* What you are asked to do *
Would you reproduce every line of the material exactly?

* Data extract *
++++

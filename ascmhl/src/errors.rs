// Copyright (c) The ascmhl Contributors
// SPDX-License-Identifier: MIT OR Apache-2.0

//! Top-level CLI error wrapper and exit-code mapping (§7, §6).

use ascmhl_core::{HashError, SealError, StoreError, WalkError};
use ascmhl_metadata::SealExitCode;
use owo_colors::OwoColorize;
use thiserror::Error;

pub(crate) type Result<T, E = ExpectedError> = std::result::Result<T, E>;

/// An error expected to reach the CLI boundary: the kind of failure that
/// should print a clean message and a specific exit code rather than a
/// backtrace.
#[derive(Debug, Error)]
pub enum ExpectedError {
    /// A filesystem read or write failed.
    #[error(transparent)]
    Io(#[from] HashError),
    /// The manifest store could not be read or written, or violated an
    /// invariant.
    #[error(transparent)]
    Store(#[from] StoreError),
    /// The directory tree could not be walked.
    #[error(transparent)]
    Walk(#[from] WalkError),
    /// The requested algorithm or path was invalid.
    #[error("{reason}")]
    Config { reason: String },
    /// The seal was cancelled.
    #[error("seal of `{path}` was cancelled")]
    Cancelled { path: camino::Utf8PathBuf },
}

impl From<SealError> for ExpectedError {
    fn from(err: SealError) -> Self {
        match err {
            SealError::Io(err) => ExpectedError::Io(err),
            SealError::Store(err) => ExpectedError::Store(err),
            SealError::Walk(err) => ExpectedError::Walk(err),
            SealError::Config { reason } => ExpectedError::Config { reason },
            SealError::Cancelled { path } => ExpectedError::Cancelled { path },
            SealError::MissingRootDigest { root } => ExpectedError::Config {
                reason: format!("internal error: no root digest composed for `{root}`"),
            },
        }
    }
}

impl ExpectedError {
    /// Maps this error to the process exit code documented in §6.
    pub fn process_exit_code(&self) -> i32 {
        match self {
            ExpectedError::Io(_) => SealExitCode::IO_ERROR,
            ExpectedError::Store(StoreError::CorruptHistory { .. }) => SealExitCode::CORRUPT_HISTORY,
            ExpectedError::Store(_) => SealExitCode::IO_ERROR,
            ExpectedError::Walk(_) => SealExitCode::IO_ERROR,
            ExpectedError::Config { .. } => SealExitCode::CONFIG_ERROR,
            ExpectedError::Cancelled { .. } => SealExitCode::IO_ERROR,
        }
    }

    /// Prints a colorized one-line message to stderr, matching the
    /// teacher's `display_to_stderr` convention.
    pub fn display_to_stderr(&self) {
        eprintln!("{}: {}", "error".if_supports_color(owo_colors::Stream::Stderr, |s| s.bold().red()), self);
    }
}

++++

* Response area *
filename ascmhl/src/errors.rs
// Copyright (c) The ascmhl Contributors
// SPDX-License-Identifier: MIT OR Apache-2.0

//! Top-level CLI error wrapper and exit-code mapping (§7, §6).

use ascmhl_core::{HashError, SealError, StoreError, WalkError};
use ascmhl_metadata::SealExitCode;
use owo_colors::OwoColorize;
use thiserror::Error;

pub(crate) type Result<T, E = ExpectedError> = std::result::Result<T, E>;

/// An error expected to reach the CLI boundary: the kind of failure that
/// should print a clean message and a specific exit code rather than a
/// backtrace.
#[derive(Debug, Error)]
pub enum ExpectedError {
    /// A filesystem read or write failed.
    #[error(transparent)]
    Io(#[from] HashError),
    /// The manifest store could not be read or written, or violated an
    /// invariant.
    #[error(transparent)]
    Store(#[from] StoreError),
    /// The directory tree could not be walked.
    #[error(transparent)]
    Walk(#[from] WalkError),
    /// The requested algorithm or path was invalid.
    #[error("{reason}")]
    Config { reason: String },
    /// The seal was cancelled.
    #[error("seal of `{path}` was cancelled")]
    Cancelled { path: camino::Utf8PathBuf },
}

impl From<SealError> for ExpectedError {
    fn from(err: SealError) -> Self {
        match err {
            SealError::Io(err) => ExpectedError::Io(err),
            SealError::Store(err) => ExpectedError::Store(err),
            SealError::Walk(err) => ExpectedError::Walk(err),
            SealError::Config { reason } => ExpectedError::Config { reason },
            SealError::Cancelled { path } => ExpectedError::Cancelled { path },
            SealError::MissingRootDigest { root } => ExpectedError::Config {
                reason: format!("internal error: no root digest composed for `{root}`"),
            },
        }
    }
}

impl ExpectedError {
    /// Maps this error to the process exit code documented in §6.
    pub fn process_exit_code(&self) -> i32 {
        match self {
            ExpectedError::Io(_) => SealExitCode::IO_ERROR,
            ExpectedError::Store(StoreError::CorruptHistory { .. }) => SealExitCode::CORRUPT_HISTORY,
            ExpectedError::Store(_) => SealExitCode::IO_ERROR,
            ExpectedError::Walk(_) => SealExitCode::IO_ERROR,
            ExpectedError::Config { .. } => SealExitCode::CONFIG_ERROR,
            ExpectedError::Cancelled { .. } => SealExitCode::IO_ERROR,
        }
    }

    /// Prints a colorized one-line message to stderr, matching the
    /// teacher's `display_to_stderr` convention.
    pub fn display_to_stderr(&self) {
        eprintln!("{}: {}", "error".if_supports_color(owo_colors::Stream::Stderr, |s| s.bold().red()), self);
    }
}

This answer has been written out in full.